* _EXERCISE INPUT_:
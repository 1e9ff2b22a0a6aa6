//! # Key-Value Storage
//!
//! The persistence seam every store writes through.
//!
//! ```text
//! ┌─────────────────────────────────────────────────────────────────────────┐
//! │                                                                         │
//! │  AuthStore ──┐                                                          │
//! │  DataStore ──┼──► Arc<dyn KeyValueStore> ──┬──► SqliteKeyValueStore     │
//! │  NotifStore ─┤     get / set / remove      │      (catalog-db, kv_store)│
//! │  ThemeStore ─┘                             └──► MemoryKeyValueStore     │
//! │                                                   (tests)               │
//! └─────────────────────────────────────────────────────────────────────────┘
//! ```
//!
//! Each collection is one JSON document under one key; a mutation rewrites
//! the whole document.

use std::collections::HashMap;
use std::sync::atomic::{AtomicBool, AtomicUsize, Ordering};
use std::sync::Arc;

use async_trait::async_trait;
use catalog_db::{Database, DbConfig};
use serde::de::DeserializeOwned;
use serde::Serialize;
use tokio::sync::Mutex;
use tracing::{debug, error};

use crate::error::{StoreError, StoreResult};

// =============================================================================
// Keys
// =============================================================================

/// Storage keys.
pub mod keys {
    pub const PRODUCTS: &str = "products";
    pub const CATEGORIES: &str = "categories";
    pub const SELLERS: &str = "sellers";
    pub const NOTIFICATIONS: &str = "notifications";
    /// The session user.
    pub const USER: &str = "user";
    /// The registered-user list.
    pub const USERS: &str = "users";
    pub const THEME: &str = "theme";
}

// =============================================================================
// Trait
// =============================================================================

/// String documents by key.
#[async_trait]
pub trait KeyValueStore: Send + Sync {
    /// Reads the document under `key`.
    async fn get(&self, key: &str) -> StoreResult<Option<String>>;

    /// Writes `value` under `key`, replacing what was there.
    async fn set(&self, key: &str, value: &str) -> StoreResult<()>;

    /// Deletes the document under `key`. Missing keys are not an error.
    async fn remove(&self, key: &str) -> StoreResult<()>;

    /// Releases the backing resources.
    async fn close(&self) {}
}

/// The handle the stores share.
pub type SharedStorage = Arc<dyn KeyValueStore>;

// =============================================================================
// JSON Helpers
// =============================================================================

/// Reads and deserializes the document under `key`.
///
/// `None` only when nothing is stored. A document that is present but no
/// longer parses is a `Serialization` error: falling back to defaults would
/// let the next write replace it.
pub async fn load_json<T: DeserializeOwned>(
    storage: &dyn KeyValueStore,
    key: &str,
) -> StoreResult<Option<T>> {
    let Some(raw) = storage.get(key).await? else {
        return Ok(None);
    };

    serde_json::from_str(&raw).map(Some).map_err(|e| {
        error!(key = %key, error = %e, "Stored document is unreadable");
        StoreError::Serialization(format!("document '{key}': {e}"))
    })
}

/// Serializes `value` and writes it under `key`.
pub async fn save_json<T: Serialize + ?Sized>(
    storage: &dyn KeyValueStore,
    key: &str,
    value: &T,
) -> StoreResult<()> {
    let raw = serde_json::to_string(value)?;
    storage.set(key, &raw).await
}

// =============================================================================
// SQLite
// =============================================================================

/// Storage backed by the `kv_store` table.
#[derive(Debug, Clone)]
pub struct SqliteKeyValueStore {
    db: Database,
}

impl SqliteKeyValueStore {
    /// Opens (creating if needed) the database described by `config`.
    pub async fn open(config: DbConfig) -> StoreResult<Self> {
        let db = Database::new(config).await?;
        Ok(SqliteKeyValueStore { db })
    }

    /// The underlying database handle.
    pub fn database(&self) -> &Database {
        &self.db
    }
}

#[async_trait]
impl KeyValueStore for SqliteKeyValueStore {
    async fn get(&self, key: &str) -> StoreResult<Option<String>> {
        self.db
            .kv()
            .get(key)
            .await
            .map_err(|e| StoreError::persistence(key, e))
    }

    async fn set(&self, key: &str, value: &str) -> StoreResult<()> {
        self.db
            .kv()
            .set(key, value)
            .await
            .map_err(|e| StoreError::persistence(key, e))
    }

    async fn remove(&self, key: &str) -> StoreResult<()> {
        self.db
            .kv()
            .remove(key)
            .await
            .map(|_| ())
            .map_err(|e| StoreError::persistence(key, e))
    }

    async fn close(&self) {
        self.db.close().await;
    }
}

// =============================================================================
// In-Memory
// =============================================================================

/// Storage held in a `HashMap`.
///
/// `fail_writes(true)` makes every `set` / `remove` fail, which is how the
/// stores' behaviour on a failed write is exercised.
#[derive(Debug, Default)]
pub struct MemoryKeyValueStore {
    entries: Mutex<HashMap<String, String>>,
    fail_writes: AtomicBool,
    writes: AtomicUsize,
}

impl MemoryKeyValueStore {
    pub fn new() -> Self {
        Self::default()
    }

    /// Starts with the given documents already stored.
    pub fn with_entries<I, K, V>(entries: I) -> Self
    where
        I: IntoIterator<Item = (K, V)>,
        K: Into<String>,
        V: Into<String>,
    {
        MemoryKeyValueStore {
            entries: Mutex::new(
                entries
                    .into_iter()
                    .map(|(k, v)| (k.into(), v.into()))
                    .collect(),
            ),
            ..Default::default()
        }
    }

    /// Makes subsequent writes fail (or succeed again).
    pub fn fail_writes(&self, fail: bool) {
        self.fail_writes.store(fail, Ordering::SeqCst);
    }

    /// Number of successful writes so far.
    pub fn write_count(&self) -> usize {
        self.writes.load(Ordering::SeqCst)
    }

    fn check_writable(&self, key: &str) -> StoreResult<()> {
        if self.fail_writes.load(Ordering::SeqCst) {
            return Err(StoreError::persistence(key, "storage is read-only"));
        }
        Ok(())
    }
}

#[async_trait]
impl KeyValueStore for MemoryKeyValueStore {
    async fn get(&self, key: &str) -> StoreResult<Option<String>> {
        Ok(self.entries.lock().await.get(key).cloned())
    }

    async fn set(&self, key: &str, value: &str) -> StoreResult<()> {
        self.check_writable(key)?;
        debug!(key = %key, bytes = value.len(), "Writing document to memory");
        self.entries
            .lock()
            .await
            .insert(key.to_string(), value.to_string());
        self.writes.fetch_add(1, Ordering::SeqCst);
        Ok(())
    }

    async fn remove(&self, key: &str) -> StoreResult<()> {
        self.check_writable(key)?;
        self.entries.lock().await.remove(key);
        self.writes.fetch_add(1, Ordering::SeqCst);
        Ok(())
    }
}

#[cfg(test)]
mod tests {
    use super::*;
    use catalog_core::Category;

    #[tokio::test]
    async fn test_memory_fail_switch() {
        let storage = MemoryKeyValueStore::new();
        storage.set(keys::THEME, "dark").await.unwrap();

        storage.fail_writes(true);
        let err = storage.set(keys::THEME, "light").await.unwrap_err();
        assert!(matches!(err, StoreError::Persistence { ref key, .. } if key == "theme"));
        assert!(storage.remove(keys::THEME).await.is_err());

        assert_eq!(storage.get(keys::THEME).await.unwrap().as_deref(), Some("dark"));
        assert_eq!(storage.write_count(), 1);
    }

    #[tokio::test]
    async fn test_json_helpers() {
        let storage = MemoryKeyValueStore::new();
        let categories = vec![Category {
            id: "c-1".into(),
            name: "Books".into(),
        }];

        save_json(&storage, keys::CATEGORIES, &categories).await.unwrap();
        let loaded: Option<Vec<Category>> = load_json(&storage, keys::CATEGORIES).await.unwrap();
        assert_eq!(loaded, Some(categories));

        let missing: Option<Vec<Category>> = load_json(&storage, keys::SELLERS).await.unwrap();
        assert_eq!(missing, None);
    }

    #[tokio::test]
    async fn test_unreadable_document_is_an_error() {
        let storage = MemoryKeyValueStore::with_entries([(keys::PRODUCTS, "{not json")]);
        let loaded: StoreResult<Option<Vec<Category>>> = load_json(&storage, keys::PRODUCTS).await;
        assert!(matches!(loaded, Err(StoreError::Serialization(ref m)) if m.contains("products")));
        assert_eq!(
            storage.get(keys::PRODUCTS).await.unwrap().as_deref(),
            Some("{not json")
        );
    }

    #[tokio::test]
    async fn test_sqlite_store() {
        let storage = SqliteKeyValueStore::open(DbConfig::in_memory()).await.unwrap();

        storage.set(keys::USER, "{}").await.unwrap();
        assert_eq!(storage.get(keys::USER).await.unwrap().as_deref(), Some("{}"));

        storage.remove(keys::USER).await.unwrap();
        storage.remove(keys::USER).await.unwrap();
        assert_eq!(storage.get(keys::USER).await.unwrap(), None);
        assert!(storage.database().health_check().await);

        storage.close().await;
        assert!(storage.get(keys::USER).await.is_err());
    }
}
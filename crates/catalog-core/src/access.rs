//! # Access Rules
//!
//! Ownership check for mutating catalog records.
//!
//! A product may be edited or deleted only by the user who created it.
//! The rule lives here, as a pure function of (actor, resource), so it can be
//! tested on its own and every store applies the same check.

use serde::Serialize;

use crate::error::{CoreError, CoreResult};
use crate::types::{Product, SessionUser};

/// Outcome of an authorization check.
#[derive(Debug, Clone, Copy, PartialEq, Eq, Serialize)]
#[serde(rename_all = "lowercase")]
pub enum Access {
    Allow,
    Deny,
}

impl Access {
    #[inline]
    pub const fn is_allowed(&self) -> bool {
        matches!(self, Access::Allow)
    }
}

/// A record with a single owning user.
pub trait Owned {
    /// Id of the owning user.
    fn owner_id(&self) -> &str;

    /// Short description used in error messages (`product <id>`).
    fn describe(&self) -> String;
}

impl Owned for Product {
    fn owner_id(&self) -> &str {
        &self.created_by
    }

    fn describe(&self) -> String {
        format!("product {}", self.id)
    }
}

/// Decides whether `actor` may modify `resource`.
pub fn authorize<R: Owned + ?Sized>(actor: &SessionUser, resource: &R) -> Access {
    if resource.owner_id() == actor.id {
        Access::Allow
    } else {
        Access::Deny
    }
}

/// Like [`authorize`], but turns a denial into `CoreError::NotOwner`.
pub fn ensure_owner<R: Owned + ?Sized>(actor: &SessionUser, resource: &R) -> CoreResult<()> {
    if authorize(actor, resource).is_allowed() {
        return Ok(());
    }
    Err(CoreError::NotOwner {
        actor: actor.id.clone(),
        resource: resource.describe(),
    })
}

* _TRY IT_: Among the entries, count how many lines hold the string "lock", then state only that number.

* _YOUR SOLUTION_: 3